The Supreme Court of India by its order on November 22 , allowed a Special Leave Petition filed by Environment Support Group (ESG), Bengaluru, setting aside the 2nd December 2013 decision of the Karnataka High Court transferring the Public Interest Litigation to the National Green Tribunal.
The PIL, thus restored, challenges the lack of action by India’s environment and biodiversity regulatory authorities against M/s Monsanto et al committing biopiracy in promoting B.t. Brinjal (India’s first GMO food)[2] and also highlights the regulatory failures of the authorities in conserving biodiversity and associated traditional knowledge and rights.

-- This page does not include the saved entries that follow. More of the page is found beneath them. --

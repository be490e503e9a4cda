use std::fs;
use std::io::ErrorKind;
use std::path::{Path, PathBuf};

use async_trait::async_trait;
use tracing::{debug, error, info};

use super::SlotBackend;
use crate::errors::{QuicklinkError, Result};

/// Stores each slot as `<data_dir>/<key>.json`.
pub struct FileBackend {
    data_dir: PathBuf,
}

impl FileBackend {
    pub fn new<P: Into<PathBuf>>(data_dir: P) -> Self {
        Self {
            data_dir: data_dir.into(),
        }
    }

    pub fn data_dir(&self) -> &Path {
        &self.data_dir
    }

    pub fn slot_path(&self, key: &str) -> PathBuf {
        self.data_dir.join(format!("{}.json", key))
    }

    fn ensure_data_dir(&self) -> Result<()> {
        if !self.data_dir.exists() {
            fs::create_dir_all(&self.data_dir).map_err(|e| {
                QuicklinkError::file_operation(format!(
                    "Failed to create data directory {}: {}",
                    self.data_dir.display(),
                    e
                ))
            })?;
            info!("Created data directory: {}", self.data_dir.display());
        }
        Ok(())
    }
}

#[async_trait]
impl SlotBackend for FileBackend {
    async fn load(&self, key: &str) -> Result<Option<String>> {
        let path = self.slot_path(key);
        match fs::read_to_string(&path) {
            Ok(content) => Ok(Some(content)),
            Err(e) if e.kind() == ErrorKind::NotFound => {
                debug!("Slot file not found: {}", path.display());
                Ok(None)
            }
            Err(e) => {
                error!("Failed to read slot file {}: {}", path.display(), e);
                Err(QuicklinkError::file_operation(format!(
                    "Failed to read {}: {}",
                    path.display(),
                    e
                )))
            }
        }
    }

    async fn save(&self, key: &str, value: &str) -> Result<()> {
        self.ensure_data_dir()?;

        // 先写临时文件再重命名，避免留下写了一半的文件
        let path = self.slot_path(key);
        let tmp_path = self.data_dir.join(format!("{}.json.tmp", key));
        fs::write(&tmp_path, value).map_err(|e| {
            error!("Failed to write slot file {}: {}", tmp_path.display(), e);
            QuicklinkError::file_operation(format!("Failed to write {}: {}", tmp_path.display(), e))
        })?;
        fs::rename(&tmp_path, &path).map_err(|e| {
            error!("Failed to replace slot file {}: {}", path.display(), e);
            QuicklinkError::file_operation(format!("Failed to replace {}: {}", path.display(), e))
        })?;

        debug!("Saved slot {} ({} bytes)", key, value.len());
        Ok(())
    }

    fn backend_name(&self) -> &'static str {
        "file"
    }
}
//! System-level modules

pub mod logging;

pub use logging::init_logging;
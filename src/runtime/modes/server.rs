//! Server mode
//!
//! This module contains the HTTP server startup logic.
//! It configures and starts the HTTP server with all necessary routes.

use actix_web::{
    App, HttpServer,
    middleware::{Compress, DefaultHeaders},
    web,
};
use anyhow::{Context, Result};
use tracing::{info, warn};

use crate::api::services::{redirect_routes, shorten_routes, stats_routes};
use crate::config::StaticConfig;
use crate::runtime::lifetime::StartupContext;

/// 请求体上限，五条链接的批次远小于此
const JSON_LIMIT: usize = 64 * 1024;

/// Register shared services and every route on an app
///
/// `/{code}` is registered last so the fixed routes win.
pub fn build_app(
    context: &StartupContext,
) -> impl Fn(&mut web::ServiceConfig) + Clone + Send + use<> {
    let context = context.clone();
    move |cfg: &mut web::ServiceConfig| {
        cfg.app_data(web::Data::new(context.shortener.clone()))
            .app_data(web::Data::new(context.resolver.clone()))
            .app_data(web::Data::new(context.stats.clone()))
            .app_data(web::JsonConfig::default().limit(JSON_LIMIT))
            .service(stats_routes())
            .service(shorten_routes())
            .service(redirect_routes());
    }
}

/// Run the HTTP server
///
/// **Note**: Logging system must be initialized before calling this function
pub async fn run_server(config: &StaticConfig, context: StartupContext) -> Result<()> {
    let workers = config.server.workers.clamp(1, 32);
    let bind_address = format!("{}:{}", config.server.host, config.server.port);

    info!(
        "Links are stored in the '{}' backend, short URLs use {}",
        context.store.backend_name(),
        config.shortener.base_url
    );
    if !config
        .shortener
        .base_url
        .ends_with(&format!(":{}", config.server.port))
    {
        warn!(
            "shortener.base_url ({}) does not point at port {}; short URLs only resolve through a proxy",
            config.shortener.base_url, config.server.port
        );
    }

    let configure = build_app(&context);
    let server = HttpServer::new(move || {
        App::new()
            .wrap(Compress::default())
            .wrap(
                DefaultHeaders::new()
                    .add(("Cache-Control", "no-cache, no-store, must-revalidate")),
            )
            .configure(configure.clone())
    })
    .keep_alive(std::time::Duration::from_secs(30))
    .workers(workers)
    .bind(&bind_address)
    .with_context(|| format!("Failed to bind {}", bind_address))?;

    info!("Starting server at http://{} ({} workers)", bind_address, workers);
    server.run().await.context("HTTP server error")?;

    info!("Server stopped");
    Ok(())
}
//! Short code resolution
//!
//! The resolver only decides; callers perform the redirect.

use std::sync::Arc;

use chrono::{DateTime, Utc};
use tracing::debug;

use crate::storage::{LinkRecord, LinkStore};

/// Outcome of looking up a short code at a given instant.
#[derive(Debug, Clone, PartialEq, Eq)]
pub enum Resolution {
    /// Matching record still within its validity window
    Active(LinkRecord),
    /// Matching record whose expiry has passed
    Expired(LinkRecord),
    NotFound,
}

impl Resolution {
    /// Redirect target, only for active links.
    pub fn target(&self) -> Option<&str> {
        match self {
            Resolution::Active(record) => Some(&record.long_url),
            _ => None,
        }
    }

    /// User-facing explanation for a failed lookup.
    pub fn failure_message(&self) -> Option<&'static str> {
        match self {
            Resolution::Active(_) => None,
            Resolution::Expired(_) => Some("This short link has expired."),
            Resolution::NotFound => Some("Invalid shortcode or link not found."),
        }
    }
}

pub struct Resolver {
    store: Arc<LinkStore>,
}

impl Resolver {
    pub fn new(store: Arc<LinkStore>) -> Self {
        Self { store }
    }

    pub async fn resolve(&self, code: &str) -> Resolution {
        self.resolve_at(code, Utc::now()).await
    }

    /// Look `code` up and judge it against `now`. Reads the store every call.
    pub async fn resolve_at(&self, code: &str, now: DateTime<Utc>) -> Resolution {
        let resolution = match self.store.find_by_shortcode(code).await {
            None => Resolution::NotFound,
            Some(record) if record.is_expired_at(now) => Resolution::Expired(record),
            Some(record) => Resolution::Active(record),
        };

        match &resolution {
            Resolution::Active(record) => debug!("Resolved {} -> {}", code, record.long_url),
            Resolution::Expired(record) => {
                debug!("Shortcode {} expired at {}", code, record.expiry)
            }
            Resolution::NotFound => debug!("Shortcode not found: {}", code),
        }
        resolution
    }
}
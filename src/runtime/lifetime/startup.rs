use std::sync::Arc;

use tracing::debug;

use crate::config::StaticConfig;
use crate::errors::Result;
use crate::services::{
    RandomCodeGenerator, Resolver, ShortenerService, ShortenerSettings, StatsService,
};
use crate::storage::{LinkStore, SlotBackend, StorageFactory};

/// Services shared by every execution mode
#[derive(Clone)]
pub struct StartupContext {
    pub store: Arc<LinkStore>,
    pub shortener: Arc<ShortenerService>,
    pub resolver: Arc<Resolver>,
    pub stats: Arc<StatsService>,
}

impl StartupContext {
    /// Wire the services over an existing slot backend.
    pub fn with_backend(backend: Arc<dyn SlotBackend>, config: &StaticConfig) -> Self {
        let store = Arc::new(LinkStore::new(backend));
        let generator = Arc::new(RandomCodeGenerator::new(config.shortener.code_length));
        let shortener = Arc::new(ShortenerService::new(
            store.clone(),
            generator,
            ShortenerSettings::from_config(&config.shortener),
        ));

        Self {
            resolver: Arc::new(Resolver::new(store.clone())),
            stats: Arc::new(StatsService::new(store.clone())),
            shortener,
            store,
        }
    }
}

/// 准备启动上下文：创建存储后端并组装服务
pub fn prepare_startup(config: &StaticConfig) -> Result<StartupContext> {
    let start_time = std::time::Instant::now();
    debug!("Starting pre-startup processing...");

    let backend = StorageFactory::create(&config.storage)?;
    let context = StartupContext::with_backend(backend, config);

    debug!(
        "Pre-startup processing completed in {} ms",
        start_time.elapsed().as_millis()
    );
    Ok(context)
}
//! CLI mode
//!
//! This module contains the CLI mode startup logic.
//! It delegates to the actual CLI implementation.

use crate::cli::Commands;
use crate::config::StaticConfig;
use crate::interfaces::cli::{CliError, run_cli_command};

/// Run CLI mode
pub async fn run_cli(cmd: Commands, config: &StaticConfig) -> Result<(), CliError> {
    run_cli_command(cmd, config).await
}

In 2012, ESG filed a Public Interest Litigation before the High Court of Karnataka drawing attention to serious criminal acts of biopiracy committed by M/s Mahyco, M/s Monsanto (now owned by M/s Bayer) and various Indian and American public agricultural universities (viz. University of Agricultural Sciences – Dharwad, Tamil Nadu Agricultural University – Coimbatore, Indian Institute of Vegetable Research – Varanasi, Cornell University – New York/USA) in promoting B.t. Brinjal.

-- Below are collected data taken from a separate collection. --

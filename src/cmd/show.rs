use std::fs;
use std::path::PathBuf;

use anyhow::Result;
use clap::Parser;
use log::info;

use crate::booth::Booth;
use crate::cmd::SubCommandExtend;
use crate::config::{Opts, OutputFormat};

#[derive(Parser, Debug, Clone)]
pub struct ShowCommand {
    /// artifact 的 ID
    pub id: String,
    /// 图片的输出路径，缺省时只打印元数据
    #[arg(short, long)]
    pub output: Option<PathBuf>,
}

impl SubCommandExtend for ShowCommand {
    async fn run(&self, opts: &Opts) -> Result<()> {
        let booth = Booth::new(&opts.conf_dir, opts.metric, Default::default()).await?;
        let artifact = booth.get_artifact(&self.id).await?;

        if let Some(output) = &self.output {
            fs::write(output, &artifact.image)?;
            info!("图片已写入 {}", output.display());
        }

        match opts.format {
            OutputFormat::Json => println!("{}", serde_json::to_string_pretty(&artifact)?),
            OutputFormat::Table => {
                println!(
                    "{}\t{}\t{}x{}\t{}\t{}",
                    artifact.id,
                    artifact.kind.as_str(),
                    artifact.width,
                    artifact.height,
                    artifact.session_id,
                    artifact.timestamp,
                );
            }
        }
        Ok(())
    }
}
use std::path::Path;
use std::process::Command;

use anyhow::Result;
use assert_cmd::prelude::*;
use image::{Rgb, RgbImage};
use predicates::prelude::*;
use rstest::*;
use serde_json::Value;

macro_rules! cargo_run {
    ($cmd:expr, $($args:expr),*) => {
        {
            let mut cmd = Command::cargo_bin($cmd)?;
            $(cmd.arg($args);)*
            cmd.assert()
        }
    };
}

fn write_photo(path: &Path, color: [u8; 3]) -> Result<()> {
    RgbImage::from_pixel(64, 48, Rgb(color)).save(path)?;
    Ok(())
}

/// ingest 的 JSON 输出是回执数组，取出 ID 列表
fn ingest_ids(conf_dir: &Path, photo: &Path, session: &str) -> Result<Vec<String>> {
    let output = Command::cargo_bin("photobooth")?
        .args(["-c", conf_dir.to_str().unwrap(), "-f", "json", "ingest"])
        .arg(photo)
        .args(["--session", session, "--seed", "7"])
        .output()?;
    assert!(output.status.success(), "ingest failed: {:?}", output);
    let receipts: Value = serde_json::from_slice(&output.stdout)?;
    Ok(receipts
        .as_array()
        .unwrap()
        .iter()
        .map(|r| r["id"].as_str().unwrap().to_string())
        .collect())
}

#[test]
fn ingest_then_list_sessions() -> Result<()> {
    let conf_dir = assert_fs::TempDir::new()?;
    let photo = conf_dir.path().join("red.png");
    write_photo(&photo, [255, 0, 0])?;

    cargo_run!("photobooth", "-c", conf_dir.path(), "ingest", &photo, "-F", "bw", "--seed", "7")
        .success();
    cargo_run!("photobooth", "-c", conf_dir.path(), "-f", "json", "sessions")
        .success()
        .stdout(predicate::str::contains("\"image_count\": 1"));
    Ok(())
}

#[test]
fn unknown_filters_are_skipped_in_receipt() -> Result<()> {
    let conf_dir = assert_fs::TempDir::new()?;
    let photo = conf_dir.path().join("red.png");
    write_photo(&photo, [255, 0, 0])?;

    cargo_run!(
        "photobooth",
        "-c",
        conf_dir.path(),
        "-f",
        "json",
        "ingest",
        &photo,
        "-F",
        "sparkle,bw"
    )
    .success()
    .stdout(predicate::str::contains("black_white").and(predicate::str::contains("sparkle").not()));
    Ok(())
}

#[rstest]
#[case::classic("classic")]
#[case::polaroid("polaroid")]
#[case::distressed("distressed")]
fn strip_has_fixed_canvas(#[case] frame: &str) -> Result<()> {
    let conf_dir = assert_fs::TempDir::new()?;
    let red = conf_dir.path().join("red.png");
    let blue = conf_dir.path().join("blue.png");
    write_photo(&red, [220, 30, 30])?;
    write_photo(&blue, [30, 30, 220])?;

    ingest_ids(conf_dir.path(), &red, "party")?;
    ingest_ids(conf_dir.path(), &blue, "party")?;

    let out = conf_dir.path().join("strip.jpg");
    cargo_run!(
        "photobooth",
        "-c",
        conf_dir.path(),
        "strip",
        "party",
        "--frame",
        frame,
        "--seed",
        "7",
        "-o",
        &out
    )
    .success();

    let strip = image::open(&out)?;
    assert_eq!((strip.width(), strip.height()), (400, 1200));

    // 会话统计里出现一条拼条
    cargo_run!("photobooth", "-c", conf_dir.path(), "-f", "json", "sessions")
        .success()
        .stdout(
            predicate::str::contains("\"image_count\": 2")
                .and(predicate::str::contains("\"strip_count\": 1")),
        );
    Ok(())
}

#[test]
fn strip_of_unknown_session_fails() -> Result<()> {
    let conf_dir = assert_fs::TempDir::new()?;
    cargo_run!("photobooth", "-c", conf_dir.path(), "strip", "ghost")
        .failure()
        .stderr(predicate::str::contains("no images found for session ghost"));
    Ok(())
}

#[rstest]
#[case::l2("l2")]
#[case::cosine("cosine")]
fn similar_excludes_the_target(#[case] metric: &str) -> Result<()> {
    let conf_dir = assert_fs::TempDir::new()?;
    let mut ids = vec![];
    for (name, color) in [("a.png", [250, 10, 10]), ("b.png", [249, 10, 10]), ("c.png", [245, 10, 10])]
    {
        let photo = conf_dir.path().join(name);
        write_photo(&photo, color)?;
        ids.extend(ingest_ids(conf_dir.path(), &photo, "s")?);
    }

    cargo_run!(
        "photobooth",
        "-c",
        conf_dir.path(),
        "--metric",
        metric,
        "-f",
        "json",
        "similar",
        &ids[0],
        "-n",
        "2"
    )
    .success()
    .stdout(
        predicate::str::contains(&ids[1])
            .and(predicate::str::contains(&ids[2]))
            .and(predicate::str::contains(&ids[0]).not()),
    );
    Ok(())
}

#[test]
fn similar_with_unknown_id_fails() -> Result<()> {
    let conf_dir = assert_fs::TempDir::new()?;
    cargo_run!("photobooth", "-c", conf_dir.path(), "similar", "no-such-id")
        .failure()
        .stderr(predicate::str::contains("artifact not found"));
    Ok(())
}

#[test]
fn show_exports_the_processed_image() -> Result<()> {
    let conf_dir = assert_fs::TempDir::new()?;
    let photo = conf_dir.path().join("red.png");
    write_photo(&photo, [255, 0, 0])?;
    let ids = ingest_ids(conf_dir.path(), &photo, "s")?;

    let out = conf_dir.path().join("export.png");
    cargo_run!("photobooth", "-c", conf_dir.path(), "show", &ids[0], "-o", &out).success();

    // 没套滤镜，导出的 PNG 和上传内容逐像素一致
    let exported = image::open(&out)?.to_rgb8();
    assert_eq!(exported.dimensions(), (64, 48));
    assert_eq!(exported.get_pixel(10, 10), &Rgb([255, 0, 0]));
    Ok(())
}

#[test]
fn ingest_walks_directories() -> Result<()> {
    let conf_dir = assert_fs::TempDir::new()?;
    let album = conf_dir.path().join("album");
    std::fs::create_dir(&album)?;
    write_photo(&album.join("one.png"), [10, 200, 10])?;
    write_photo(&album.join("two.png"), [10, 10, 200])?;
    std::fs::write(album.join("notes.txt"), "not a photo")?;

    cargo_run!("photobooth", "-c", conf_dir.path(), "ingest", &album, "--session", "walk")
        .success();
    cargo_run!("photobooth", "-c", conf_dir.path(), "-f", "json", "sessions")
        .success()
        .stdout(predicate::str::contains("\"image_count\": 2"));
    Ok(())
}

The PIL had drawn attention to the fact that the biodiversity regulatory system of the country, constituted by the National Biodiversity Authority, State Biodiversity Boards and Protection of Plant Varieties and Farmers’ Right Authority, amongst others, had comprehensively failed in their statutory and constitutional duty to ensure strict compliance with applicable laws and safeguards relating to access, use and conservation of sovereign bioresources of India.
Based on verifiable documentary evidence submitted by ESG to various authorities, which had not been duly attended to or even dismissed, the PIL made a case of continuing failure of the regulatory system to initiate action against the egregious act of biopiracy.

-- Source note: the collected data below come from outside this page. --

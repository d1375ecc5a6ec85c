use anyhow::Result;
use clap::Parser;

use crate::booth::Booth;
use crate::cmd::SubCommandExtend;
use crate::config::{Opts, OutputFormat};

#[derive(Parser, Debug, Clone)]
pub struct SimilarCommand {
    /// 目标 artifact 的 ID
    pub id: String,
    /// 返回的结果数量
    #[arg(short = 'n', long, default_value_t = 5)]
    pub count: usize,
}

impl SubCommandExtend for SimilarCommand {
    async fn run(&self, opts: &Opts) -> Result<()> {
        let booth = Booth::new(&opts.conf_dir, opts.metric, Default::default()).await?;
        let result = booth.find_similar(&self.id, self.count).await?;

        match opts.format {
            OutputFormat::Json => println!("{}", serde_json::to_string_pretty(&result)?),
            OutputFormat::Table => {
                for m in &result {
                    println!("{:.4}\t{}\t{}", m.similarity, m.id, m.applied_filters.join(","));
                }
            }
        }
        Ok(())
    }
}
use std::fs;
use std::path::PathBuf;

use anyhow::Result;
use clap::Parser;
use log::info;

use crate::booth::{Booth, ColorMode, StripStyle};
use crate::cmd::SubCommandExtend;
use crate::config::{FilterOptions, Opts, OutputFormat};
use crate::filter::{FilterKind, FrameStyle};

#[derive(Parser, Debug, Clone)]
pub struct StripCommand {
    /// 会话 ID
    pub session: String,
    /// 每张照片的色彩模式
    #[arg(long, value_enum, default_value_t = ColorMode::Color)]
    pub color_mode: ColorMode,
    /// 相框样式
    #[arg(long, value_enum, default_value_t = FrameStyle::Classic)]
    pub frame: FrameStyle,
    /// 合成前对每张照片附加的滤镜
    #[arg(long, value_parser = parse_filter)]
    pub effect: Option<FilterKind>,
    /// 拼条 JPEG 的输出路径
    #[arg(short, long)]
    pub output: Option<PathBuf>,
    #[command(flatten)]
    pub filter_opts: FilterOptions,
}

fn parse_filter(s: &str) -> Result<FilterKind, String> {
    FilterKind::parse(s).ok_or_else(|| format!("未知滤镜: {s}"))
}

impl SubCommandExtend for StripCommand {
    async fn run(&self, opts: &Opts) -> Result<()> {
        let booth = Booth::new(&opts.conf_dir, opts.metric, self.filter_opts).await?;
        let style = StripStyle {
            color_mode: self.color_mode,
            frame: self.frame,
            effect: self.effect,
        };
        let receipt = booth.compose_strip(&self.session, style).await?;

        if let Some(output) = &self.output {
            fs::write(output, &receipt.image)?;
            info!("拼条已写入 {}", output.display());
        }

        match opts.format {
            OutputFormat::Json => println!("{}", serde_json::to_string_pretty(&receipt)?),
            OutputFormat::Table => {
                println!("{}\t{}\t{} photos", receipt.strip_id, receipt.session_id, receipt.image_count)
            }
        }
        Ok(())
    }
}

In particular, attention was drawn to the fact that 16 local farmer varieties of brinjal (which are indigenous to India, including Udupi Gulla [variety which has a GI tag), and which also constitute sovereign bioresources of local farmers and communities, had been accessed illegally to produce Bt. Brinjal as a proprietary and profitable product of the transnational and Indian corporations.
The Petition further highlighted that the lack of care on the part of the regulatory system to protect bioresources and associated traditional rights and knowledge would be exploited by corporates for unprecedented profit, as was already the case with Bt. Cotton.
It also pointed out numerous defects and lacunae in the prevailing biodiversity conservation laws which directly contributed to potential irreversible loss of India’s biodiversity and associated traditional knowledge.
It was argued that all of this would directly threaten the livelihoods of farmers, fisherfolk, pastoralists, artisans, AYUSH practitioners, tribal and indigenous communities and other such natural resources dependent people whose existence is directed and intricately dependent on sustainable access to such natural resources.
Moreover, it was pointed out that conservation of such bioresources is critical to securing India’s biodiversity, and towards ensuring medicinal properties of the bioresources is made accessible to the country’s massive population, most of whom rely on Indian systems of medicine.